The Urban Renewal Project has just completed their post-pandemic resurgence with the release of ‘Love Glory Duty Death,’ and they have plenty of intriguing stories to share from the album’s elaborate six-year production process.
Stream: ‘Love Glory Duty Death’ – The Urban Renewal Project
Back in the early 2010s, East Coast native R.W. Enoch, Jr. was fresh out of college and new in Los Angeles with two goals in mind: To make new friends and keep his musical passions as a pianist and saxophonist afloat.
Those dual ambitions brought him in contact with a number of talented individuals across the area – among them, rapper Elmer Demond, singer Alex Nester and a slew of trumpet, trombone, bass and saxophone players, and more.
Together, these musicians would form a rambunctious big band called The Urban Renewal Project.
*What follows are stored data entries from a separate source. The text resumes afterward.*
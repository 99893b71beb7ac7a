//! Change-stream consumption for one watched namespace.
//!
//! Wraps the stream in a reconnection loop with exponential backoff. A stale
//! resume token clears the stored position and restarts from the present,
//! which can skip events; that is logged loudly.

use futures::stream::StreamExt;
use mongodb::bson::{self, Bson, Document, Timestamp};
use mongodb::change_stream::event::{ChangeStreamEvent, OperationType, ResumeToken};
use mongodb::options::FullDocumentType;
use mongodb::Client;
use tokio::sync::{broadcast, mpsc};
use tokio::time::{sleep, Instant};
use tracing::{error, info, warn};

use sb_common::{parse_namespace, ChangeDescription, Op, OpKind, OpSource, StreamToken, SyncError};

use crate::coalesce::Coalescer;
use crate::filters::OpFilter;
use crate::resume::now_timestamp;
use crate::{forward, next_backoff, Tuning, INITIAL_BACKOFF_MS};

/// Starting position for one stream.
#[derive(Debug, Clone)]
pub(crate) enum StreamStart {
    Token(Bson),
    OpTime(Timestamp),
    Current,
}

pub(crate) async fn run_change_stream(
    client: Client,
    namespace: String,
    start: StreamStart,
    tuning: Tuning,
    filter: OpFilter,
    tx: mpsc::Sender<Op>,
    err_tx: mpsc::Sender<SyncError>,
    mut stop: broadcast::Receiver<()>,
) {
    let (db, col) = match parse_namespace(&namespace) {
        Ok(parts) => parts,
        Err(e) => {
            let _ = err_tx.send(e).await;
            return;
        }
    };
    let collection = client.database(&db).collection::<Document>(&col);

    let mut resume_after: Option<ResumeToken> = match &start {
        StreamStart::Token(raw) => bson::from_bson(raw.clone()).ok(),
        _ => None,
    };
    let start_at = match &start {
        StreamStart::OpTime(ts) if ts.time > 0 => Some(*ts),
        _ => None,
    };

    let mut consecutive_failures = 0u32;
    let mut backoff_ms = INITIAL_BACKOFF_MS;

    loop {
        let mut watch = collection
            .watch()
            .full_document(FullDocumentType::UpdateLookup);
        if let Some(token) = resume_after.clone() {
            watch = watch.resume_after(token);
        } else if let Some(ts) = start_at {
            watch = watch.start_at_operation_time(ts);
        }

        let mut stream = match watch.await {
            Ok(stream) => {
                consecutive_failures = 0;
                backoff_ms = INITIAL_BACKOFF_MS;
                info!(namespace = %namespace, "Change stream opened");
                stream
            }
            Err(e) => {
                consecutive_failures += 1;
                if is_stale_resume_token_error(&e) {
                    error!(
                        namespace = %namespace,
                        "Resume token expired, restarting from the present; events may be missed"
                    );
                    resume_after = None;
                    backoff_ms = INITIAL_BACKOFF_MS;
                    continue;
                }
                let _ = err_tx.send(SyncError::source_err(&e)).await;
                warn!(
                    namespace = %namespace,
                    attempt = consecutive_failures,
                    backoff_ms,
                    "Failed to open change stream, retrying"
                );
                tokio::select! {
                    _ = stop.recv() => return,
                    _ = sleep(std::time::Duration::from_millis(backoff_ms)) => {}
                }
                backoff_ms = next_backoff(backoff_ms);
                continue;
            }
        };

        let mut coalescer = Coalescer::new(tuning.buffer_size, tuning.ordering);
        let deadline = sleep(tuning.buffer_duration);
        tokio::pin!(deadline);

        let stream_error = loop {
            tokio::select! {
                _ = stop.recv() => {
                    forward(&tx, coalescer.drain()).await;
                    return;
                }
                _ = deadline.as_mut() => {
                    if !forward(&tx, coalescer.drain()).await {
                        return;
                    }
                    deadline.as_mut().reset(Instant::now() + tuning.buffer_duration);
                }
                next = stream.next() => match next {
                    Some(Ok(event)) => {
                        let token = stream.resume_token();
                        resume_after = token.clone();
                        if let Some(op) = op_from_event(&namespace, event, token) {
                            if filter(&op) {
                                if let Some(batch) = coalescer.push(op) {
                                    if !forward(&tx, batch).await {
                                        return;
                                    }
                                }
                            }
                        }
                    }
                    Some(Err(e)) => break Some(e),
                    None => break None,
                }
            }
        };

        if !forward(&tx, coalescer.drain()).await {
            return;
        }

        consecutive_failures += 1;
        match stream_error {
            Some(e) if is_stale_resume_token_error(&e) => {
                error!(
                    namespace = %namespace,
                    "Resume token expired, restarting from the present; events may be missed"
                );
                resume_after = None;
                backoff_ms = INITIAL_BACKOFF_MS;
                continue;
            }
            Some(e) => {
                let _ = err_tx.send(SyncError::source_err(&e)).await;
                warn!(
                    namespace = %namespace,
                    attempt = consecutive_failures,
                    backoff_ms,
                    "Change stream error, reconnecting"
                );
            }
            None => {
                warn!(namespace = %namespace, backoff_ms, "Change stream closed, reconnecting");
            }
        }

        tokio::select! {
            _ = stop.recv() => return,
            _ = sleep(std::time::Duration::from_millis(backoff_ms)) => {}
        }
        backoff_ms = next_backoff(backoff_ms);
    }
}

fn op_from_event(
    namespace: &str,
    event: ChangeStreamEvent<Document>,
    token: Option<ResumeToken>,
) -> Option<Op> {
    let kind = match event.operation_type {
        OperationType::Insert => OpKind::Insert,
        OperationType::Update => OpKind::Update,
        OperationType::Replace => OpKind::Replace,
        OperationType::Delete => OpKind::Delete,
        _ => return None,
    };

    let id = event
        .document_key
        .as_ref()
        .and_then(|key| key.get("_id"))
        .cloned()
        .or_else(|| {
            event
                .full_document
                .as_ref()
                .and_then(|doc| doc.get("_id"))
                .cloned()
        })?;

    let change = event.update_description.map(|desc| ChangeDescription {
        updated: desc.updated_fields,
        removed: desc.removed_fields,
    });

    let resume_token = token
        .and_then(|t| bson::to_bson(&t).ok())
        .map(|raw| StreamToken {
            stream_id: namespace.to_string(),
            token: raw,
        });

    Some(Op {
        id,
        namespace: namespace.to_string(),
        kind,
        doc: event.full_document,
        change,
        timestamp: now_timestamp(),
        source: OpSource::ChangeStream,
        resume_token,
    })
}

/// Heuristic match for errors that mean the stored resume position has aged
/// out of the change history.
fn is_stale_resume_token_error<E: std::fmt::Display>(e: &E) -> bool {
    let text = e.to_string().to_lowercase();
    (text.contains("changestream") && text.contains("history"))
        || text.contains("resume token")
        || text.contains("oplog")
        || text.contains("invalidate")
}
//! Coalescing buffer between a single stream producer and the shared op
//! channel. Ops accumulate until the size cap is hit or the producer's flush
//! deadline fires, then leave as one batch in the requested order.

use sb_common::Op;

/// Emission order of a drained batch. Across batches and across sources no
/// ordering is promised.
#[derive(Debug, Clone, Copy, PartialEq, Eq, Default)]
pub enum Ordering {
    #[default]
    Any,
    Namespace,
    Timestamp,
}

#[derive(Debug)]
pub struct Coalescer {
    buf: Vec<Op>,
    capacity: usize,
    ordering: Ordering,
}

impl Coalescer {
    pub fn new(capacity: usize, ordering: Ordering) -> Self {
        Self {
            buf: Vec::with_capacity(capacity.max(1)),
            capacity: capacity.max(1),
            ordering,
        }
    }

    /// Buffers `op`, returning the full batch once the size cap is reached.
    pub fn push(&mut self, op: Op) -> Option<Vec<Op>> {
        self.buf.push(op);
        (self.buf.len() >= self.capacity).then(|| self.drain())
    }

    pub fn drain(&mut self) -> Vec<Op> {
        let mut batch = std::mem::take(&mut self.buf);
        match self.ordering {
            Ordering::Any => {}
            Ordering::Namespace => batch.sort_by(|a, b| a.namespace.cmp(&b.namespace)),
            Ordering::Timestamp => batch.sort_by_key(|op| (op.timestamp.time, op.timestamp.increment)),
        }
        batch
    }

    pub fn is_empty(&self) -> bool {
        self.buf.is_empty()
    }
}

#[cfg(test)]
mod tests {
    use super::*;
    use bson::{Bson, Timestamp};
    use sb_common::{OpKind, OpSource};

    fn op(ns: &str, time: u32, increment: u32) -> Op {
        Op {
            id: Bson::Int32(time as i32),
            namespace: ns.to_string(),
            kind: OpKind::Insert,
            doc: None,
            change: None,
            timestamp: Timestamp { time, increment },
            source: OpSource::Oplog,
            resume_token: None,
        }
    }

    #[test]
    fn test_size_cap_triggers_batch() {
        let mut coalescer = Coalescer::new(2, Ordering::Any);
        assert!(coalescer.push(op("a.b", 1, 0)).is_none());
        let batch = coalescer.push(op("a.b", 2, 0)).unwrap();
        assert_eq!(batch.len(), 2);
        assert!(coalescer.is_empty());
    }

    #[test]
    fn test_zero_capacity_emits_immediately() {
        let mut coalescer = Coalescer::new(0, Ordering::Any);
        assert_eq!(coalescer.push(op("a.b", 1, 0)).unwrap().len(), 1);
    }

    #[test]
    fn test_timestamp_ordering() {
        let mut coalescer = Coalescer::new(8, Ordering::Timestamp);
        coalescer.push(op("a.b", 5, 1));
        coalescer.push(op("a.b", 3, 2));
        coalescer.push(op("a.b", 5, 0));
        let batch = coalescer.drain();
        let times: Vec<(u32, u32)> = batch
            .iter()
            .map(|op| (op.timestamp.time, op.timestamp.increment))
            .collect();
        assert_eq!(times, vec![(3, 2), (5, 0), (5, 1)]);
    }

    #[test]
    fn test_namespace_ordering_groups() {
        let mut coalescer = Coalescer::new(8, Ordering::Namespace);
        coalescer.push(op("b.y", 1, 0));
        coalescer.push(op("a.x", 2, 0));
        coalescer.push(op("b.y", 3, 0));
        let batch = coalescer.drain();
        let namespaces: Vec<&str> = batch.iter().map(|op| op.namespace.as_str()).collect();
        assert_eq!(namespaces, vec!["a.x", "b.y", "b.y"]);
    }
}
They recorded three albums throughout the 2010s – Go Big or Go Home (2012), Local Legend (2014), and 21st Century Ghost (2017) – then took some time to reassert themselves post-pandemic and properly integrate a couple more key members, including dexterous rapper Slim Da Reazon.

Their fourth album, Love Glory Duty Death, was finally released on October 24th and represents the group in their most ambitious mode yet, both in terms of the record’s politically charged lyricism and its efforts at blending multiple genres – jazz, soul, and hip-hop most of all – into one cohesive artistic statement.
R.W. Enoch, Jr., The Urban Renewal Project’s tenor saxophonist and band leader, and Matthew “Slim Da Reazon” Parm, the group’s chief lyricist and emcee, described their impressions of the group’s current state in the following interview, conducted on Love Glory Duty Death’s release date.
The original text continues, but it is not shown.